→ GOAL OF THE EXERCISE
Filter the entries below, keeping only lines with "changes".

→ DATA EXCERPTS

——————————

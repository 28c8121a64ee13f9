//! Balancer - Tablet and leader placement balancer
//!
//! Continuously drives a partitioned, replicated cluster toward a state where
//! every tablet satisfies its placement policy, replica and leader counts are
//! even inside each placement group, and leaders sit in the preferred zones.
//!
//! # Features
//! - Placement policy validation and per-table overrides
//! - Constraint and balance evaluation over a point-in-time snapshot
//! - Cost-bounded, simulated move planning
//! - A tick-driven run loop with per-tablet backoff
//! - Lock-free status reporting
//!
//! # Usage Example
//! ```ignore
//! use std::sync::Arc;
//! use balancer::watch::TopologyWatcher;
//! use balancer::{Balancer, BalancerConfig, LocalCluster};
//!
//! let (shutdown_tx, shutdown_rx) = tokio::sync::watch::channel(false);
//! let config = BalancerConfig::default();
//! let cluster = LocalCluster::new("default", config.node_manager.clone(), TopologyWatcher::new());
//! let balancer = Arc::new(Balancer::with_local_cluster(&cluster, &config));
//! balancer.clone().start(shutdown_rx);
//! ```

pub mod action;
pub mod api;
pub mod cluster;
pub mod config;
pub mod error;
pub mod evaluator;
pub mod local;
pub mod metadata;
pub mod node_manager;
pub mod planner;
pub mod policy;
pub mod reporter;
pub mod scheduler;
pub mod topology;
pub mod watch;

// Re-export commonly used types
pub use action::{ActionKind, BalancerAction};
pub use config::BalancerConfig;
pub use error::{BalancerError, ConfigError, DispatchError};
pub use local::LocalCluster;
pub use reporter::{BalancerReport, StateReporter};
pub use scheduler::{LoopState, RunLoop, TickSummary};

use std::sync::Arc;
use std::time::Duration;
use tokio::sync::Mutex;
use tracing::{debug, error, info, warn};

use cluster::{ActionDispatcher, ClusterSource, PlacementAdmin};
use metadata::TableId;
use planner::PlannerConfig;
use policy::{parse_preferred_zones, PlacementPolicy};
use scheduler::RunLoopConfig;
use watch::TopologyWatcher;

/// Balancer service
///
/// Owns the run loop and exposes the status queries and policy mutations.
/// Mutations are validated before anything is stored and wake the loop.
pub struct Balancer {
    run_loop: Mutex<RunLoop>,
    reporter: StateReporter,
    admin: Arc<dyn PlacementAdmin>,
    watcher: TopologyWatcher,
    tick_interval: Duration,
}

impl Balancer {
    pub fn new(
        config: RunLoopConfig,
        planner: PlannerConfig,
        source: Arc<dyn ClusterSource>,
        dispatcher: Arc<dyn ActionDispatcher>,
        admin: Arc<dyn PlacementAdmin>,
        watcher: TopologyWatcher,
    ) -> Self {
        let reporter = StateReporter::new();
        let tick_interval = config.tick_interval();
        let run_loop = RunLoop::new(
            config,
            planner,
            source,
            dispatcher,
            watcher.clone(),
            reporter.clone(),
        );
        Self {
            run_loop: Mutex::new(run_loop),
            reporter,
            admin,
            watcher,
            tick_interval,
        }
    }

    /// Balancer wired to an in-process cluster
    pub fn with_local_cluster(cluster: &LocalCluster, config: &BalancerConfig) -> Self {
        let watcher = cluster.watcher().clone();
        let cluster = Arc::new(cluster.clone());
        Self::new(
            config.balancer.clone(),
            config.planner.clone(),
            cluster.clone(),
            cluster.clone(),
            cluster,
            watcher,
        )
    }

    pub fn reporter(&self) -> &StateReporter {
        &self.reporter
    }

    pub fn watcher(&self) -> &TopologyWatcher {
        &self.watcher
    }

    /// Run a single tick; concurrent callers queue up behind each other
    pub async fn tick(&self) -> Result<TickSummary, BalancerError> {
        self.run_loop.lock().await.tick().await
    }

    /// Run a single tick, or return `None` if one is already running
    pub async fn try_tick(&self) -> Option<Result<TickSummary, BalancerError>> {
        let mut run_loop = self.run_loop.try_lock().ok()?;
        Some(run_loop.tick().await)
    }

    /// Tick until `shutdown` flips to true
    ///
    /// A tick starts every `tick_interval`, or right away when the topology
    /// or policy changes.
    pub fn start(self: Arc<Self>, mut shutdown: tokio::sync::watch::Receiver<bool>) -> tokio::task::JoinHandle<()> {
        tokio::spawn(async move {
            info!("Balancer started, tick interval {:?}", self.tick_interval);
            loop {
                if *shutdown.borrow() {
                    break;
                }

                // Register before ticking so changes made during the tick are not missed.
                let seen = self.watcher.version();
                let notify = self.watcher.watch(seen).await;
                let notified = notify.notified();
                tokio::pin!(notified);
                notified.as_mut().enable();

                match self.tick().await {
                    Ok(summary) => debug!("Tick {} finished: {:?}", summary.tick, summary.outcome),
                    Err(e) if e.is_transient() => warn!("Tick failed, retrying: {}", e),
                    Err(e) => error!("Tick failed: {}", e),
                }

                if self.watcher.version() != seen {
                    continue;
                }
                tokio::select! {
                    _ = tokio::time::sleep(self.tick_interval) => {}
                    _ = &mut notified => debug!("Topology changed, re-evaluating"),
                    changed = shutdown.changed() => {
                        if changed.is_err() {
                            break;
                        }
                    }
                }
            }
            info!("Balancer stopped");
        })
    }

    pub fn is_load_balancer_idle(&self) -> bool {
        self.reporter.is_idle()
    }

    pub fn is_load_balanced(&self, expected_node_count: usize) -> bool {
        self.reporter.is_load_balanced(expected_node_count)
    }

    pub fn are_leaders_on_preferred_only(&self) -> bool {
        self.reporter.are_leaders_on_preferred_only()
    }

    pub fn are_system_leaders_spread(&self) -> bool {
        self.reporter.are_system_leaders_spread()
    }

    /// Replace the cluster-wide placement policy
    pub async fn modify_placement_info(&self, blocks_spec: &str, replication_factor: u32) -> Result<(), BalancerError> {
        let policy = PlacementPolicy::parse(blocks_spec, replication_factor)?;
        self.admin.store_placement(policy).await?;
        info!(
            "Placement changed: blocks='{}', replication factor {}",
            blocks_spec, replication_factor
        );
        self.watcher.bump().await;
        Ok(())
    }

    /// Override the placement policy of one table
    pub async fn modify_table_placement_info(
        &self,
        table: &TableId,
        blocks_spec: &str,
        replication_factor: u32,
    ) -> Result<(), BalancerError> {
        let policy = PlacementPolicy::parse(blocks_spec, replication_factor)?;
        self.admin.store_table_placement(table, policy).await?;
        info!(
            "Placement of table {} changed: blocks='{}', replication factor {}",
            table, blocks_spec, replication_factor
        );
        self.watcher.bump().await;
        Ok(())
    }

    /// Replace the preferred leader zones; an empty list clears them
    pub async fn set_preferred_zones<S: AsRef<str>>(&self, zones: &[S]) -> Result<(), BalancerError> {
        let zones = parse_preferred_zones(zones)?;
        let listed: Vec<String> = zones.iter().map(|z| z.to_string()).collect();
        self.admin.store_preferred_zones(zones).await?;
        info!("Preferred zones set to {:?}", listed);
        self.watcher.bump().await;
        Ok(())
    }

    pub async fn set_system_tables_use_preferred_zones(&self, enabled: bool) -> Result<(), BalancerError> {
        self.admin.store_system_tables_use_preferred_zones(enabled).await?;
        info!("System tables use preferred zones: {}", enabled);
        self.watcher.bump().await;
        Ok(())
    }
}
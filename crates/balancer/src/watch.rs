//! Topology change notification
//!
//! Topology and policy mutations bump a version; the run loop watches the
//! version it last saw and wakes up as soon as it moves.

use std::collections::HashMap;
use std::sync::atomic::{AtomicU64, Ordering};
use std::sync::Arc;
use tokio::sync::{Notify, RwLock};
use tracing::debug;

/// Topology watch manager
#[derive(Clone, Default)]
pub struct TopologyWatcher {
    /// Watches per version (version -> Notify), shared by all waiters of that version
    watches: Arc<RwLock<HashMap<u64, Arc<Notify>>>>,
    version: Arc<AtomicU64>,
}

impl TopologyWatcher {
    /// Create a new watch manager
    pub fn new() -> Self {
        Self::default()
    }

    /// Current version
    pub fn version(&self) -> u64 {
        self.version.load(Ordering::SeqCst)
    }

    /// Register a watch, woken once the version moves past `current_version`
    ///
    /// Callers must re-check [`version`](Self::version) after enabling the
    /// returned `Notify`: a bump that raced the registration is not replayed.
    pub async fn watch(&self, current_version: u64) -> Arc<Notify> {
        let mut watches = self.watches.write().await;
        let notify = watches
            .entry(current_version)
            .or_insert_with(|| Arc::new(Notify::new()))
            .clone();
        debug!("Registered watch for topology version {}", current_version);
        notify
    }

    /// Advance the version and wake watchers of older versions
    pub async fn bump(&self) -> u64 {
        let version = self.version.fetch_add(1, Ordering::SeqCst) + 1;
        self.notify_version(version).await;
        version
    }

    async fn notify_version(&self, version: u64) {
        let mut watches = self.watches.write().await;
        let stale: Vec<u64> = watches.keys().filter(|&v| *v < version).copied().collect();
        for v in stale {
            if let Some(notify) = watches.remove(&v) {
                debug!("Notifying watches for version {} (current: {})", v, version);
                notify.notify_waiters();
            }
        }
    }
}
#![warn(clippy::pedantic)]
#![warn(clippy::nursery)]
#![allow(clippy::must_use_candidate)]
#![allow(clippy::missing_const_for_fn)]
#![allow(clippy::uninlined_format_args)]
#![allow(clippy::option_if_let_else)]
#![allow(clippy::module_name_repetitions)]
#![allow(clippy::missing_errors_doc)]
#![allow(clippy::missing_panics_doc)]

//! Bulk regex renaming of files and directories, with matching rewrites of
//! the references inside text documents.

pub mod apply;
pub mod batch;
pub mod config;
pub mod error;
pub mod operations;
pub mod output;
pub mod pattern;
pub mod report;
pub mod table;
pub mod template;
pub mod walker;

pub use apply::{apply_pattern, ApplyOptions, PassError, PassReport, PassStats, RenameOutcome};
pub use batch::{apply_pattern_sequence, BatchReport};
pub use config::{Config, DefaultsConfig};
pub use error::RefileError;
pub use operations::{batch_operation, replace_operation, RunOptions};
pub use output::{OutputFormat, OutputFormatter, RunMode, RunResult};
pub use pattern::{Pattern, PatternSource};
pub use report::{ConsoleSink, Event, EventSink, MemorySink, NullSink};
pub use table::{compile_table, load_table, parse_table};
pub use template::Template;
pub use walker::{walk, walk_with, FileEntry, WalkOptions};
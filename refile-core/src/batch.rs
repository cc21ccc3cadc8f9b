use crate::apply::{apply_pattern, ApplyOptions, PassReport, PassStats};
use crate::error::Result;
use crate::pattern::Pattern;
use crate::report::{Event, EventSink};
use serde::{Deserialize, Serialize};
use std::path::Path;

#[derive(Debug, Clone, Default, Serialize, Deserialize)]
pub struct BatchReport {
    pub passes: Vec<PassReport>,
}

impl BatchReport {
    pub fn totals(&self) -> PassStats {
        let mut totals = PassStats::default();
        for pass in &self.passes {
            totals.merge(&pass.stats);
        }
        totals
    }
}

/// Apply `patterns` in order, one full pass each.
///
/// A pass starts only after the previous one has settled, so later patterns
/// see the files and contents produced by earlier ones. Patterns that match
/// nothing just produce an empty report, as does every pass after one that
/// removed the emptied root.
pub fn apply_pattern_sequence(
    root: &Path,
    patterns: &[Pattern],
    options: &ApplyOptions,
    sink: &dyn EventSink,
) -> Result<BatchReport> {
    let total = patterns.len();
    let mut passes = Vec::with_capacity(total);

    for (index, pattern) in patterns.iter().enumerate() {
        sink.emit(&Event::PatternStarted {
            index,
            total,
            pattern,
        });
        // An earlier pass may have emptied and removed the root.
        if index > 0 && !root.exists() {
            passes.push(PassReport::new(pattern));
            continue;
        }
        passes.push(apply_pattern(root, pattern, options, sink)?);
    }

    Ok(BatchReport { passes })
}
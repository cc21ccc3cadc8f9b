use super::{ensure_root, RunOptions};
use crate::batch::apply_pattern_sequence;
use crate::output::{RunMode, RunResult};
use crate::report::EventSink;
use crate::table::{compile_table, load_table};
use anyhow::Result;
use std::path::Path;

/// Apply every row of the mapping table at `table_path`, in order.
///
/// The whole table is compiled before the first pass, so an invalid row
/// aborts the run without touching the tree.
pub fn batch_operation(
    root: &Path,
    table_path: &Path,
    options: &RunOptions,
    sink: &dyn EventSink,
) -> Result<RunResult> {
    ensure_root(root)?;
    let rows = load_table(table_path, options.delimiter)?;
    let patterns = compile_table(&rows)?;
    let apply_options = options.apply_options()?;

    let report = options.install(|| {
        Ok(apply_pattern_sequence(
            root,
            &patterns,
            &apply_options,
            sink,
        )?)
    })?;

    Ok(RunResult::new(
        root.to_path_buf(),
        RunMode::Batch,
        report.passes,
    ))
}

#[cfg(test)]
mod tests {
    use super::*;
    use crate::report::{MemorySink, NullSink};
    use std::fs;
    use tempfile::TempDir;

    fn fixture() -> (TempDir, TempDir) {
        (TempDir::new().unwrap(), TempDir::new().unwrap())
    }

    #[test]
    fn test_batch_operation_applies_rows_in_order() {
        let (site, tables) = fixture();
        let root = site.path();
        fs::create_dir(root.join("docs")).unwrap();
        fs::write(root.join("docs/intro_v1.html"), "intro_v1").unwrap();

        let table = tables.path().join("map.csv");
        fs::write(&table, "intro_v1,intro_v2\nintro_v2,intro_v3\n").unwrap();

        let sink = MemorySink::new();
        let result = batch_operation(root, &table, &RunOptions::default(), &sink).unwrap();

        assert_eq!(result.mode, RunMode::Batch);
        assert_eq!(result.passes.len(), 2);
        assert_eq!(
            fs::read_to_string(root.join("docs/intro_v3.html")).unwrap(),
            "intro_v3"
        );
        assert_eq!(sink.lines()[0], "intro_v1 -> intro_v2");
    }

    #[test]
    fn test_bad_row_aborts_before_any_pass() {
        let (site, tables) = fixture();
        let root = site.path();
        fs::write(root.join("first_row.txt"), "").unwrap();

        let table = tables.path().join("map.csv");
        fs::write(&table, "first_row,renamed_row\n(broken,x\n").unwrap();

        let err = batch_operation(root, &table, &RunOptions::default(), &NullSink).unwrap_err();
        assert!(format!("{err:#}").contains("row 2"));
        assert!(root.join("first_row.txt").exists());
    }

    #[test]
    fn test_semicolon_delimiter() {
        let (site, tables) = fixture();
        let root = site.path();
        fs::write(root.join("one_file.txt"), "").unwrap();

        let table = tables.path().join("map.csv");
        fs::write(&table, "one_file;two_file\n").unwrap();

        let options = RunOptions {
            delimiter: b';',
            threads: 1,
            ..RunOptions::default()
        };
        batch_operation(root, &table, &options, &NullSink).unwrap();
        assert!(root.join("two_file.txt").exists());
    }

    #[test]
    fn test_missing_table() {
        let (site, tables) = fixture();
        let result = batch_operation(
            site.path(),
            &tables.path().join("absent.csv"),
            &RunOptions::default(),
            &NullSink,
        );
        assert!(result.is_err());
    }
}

——————————

→ EXERCISE SOLUTION
    /// or policy changes.
                // Register before ticking so changes made during the tick are not missed.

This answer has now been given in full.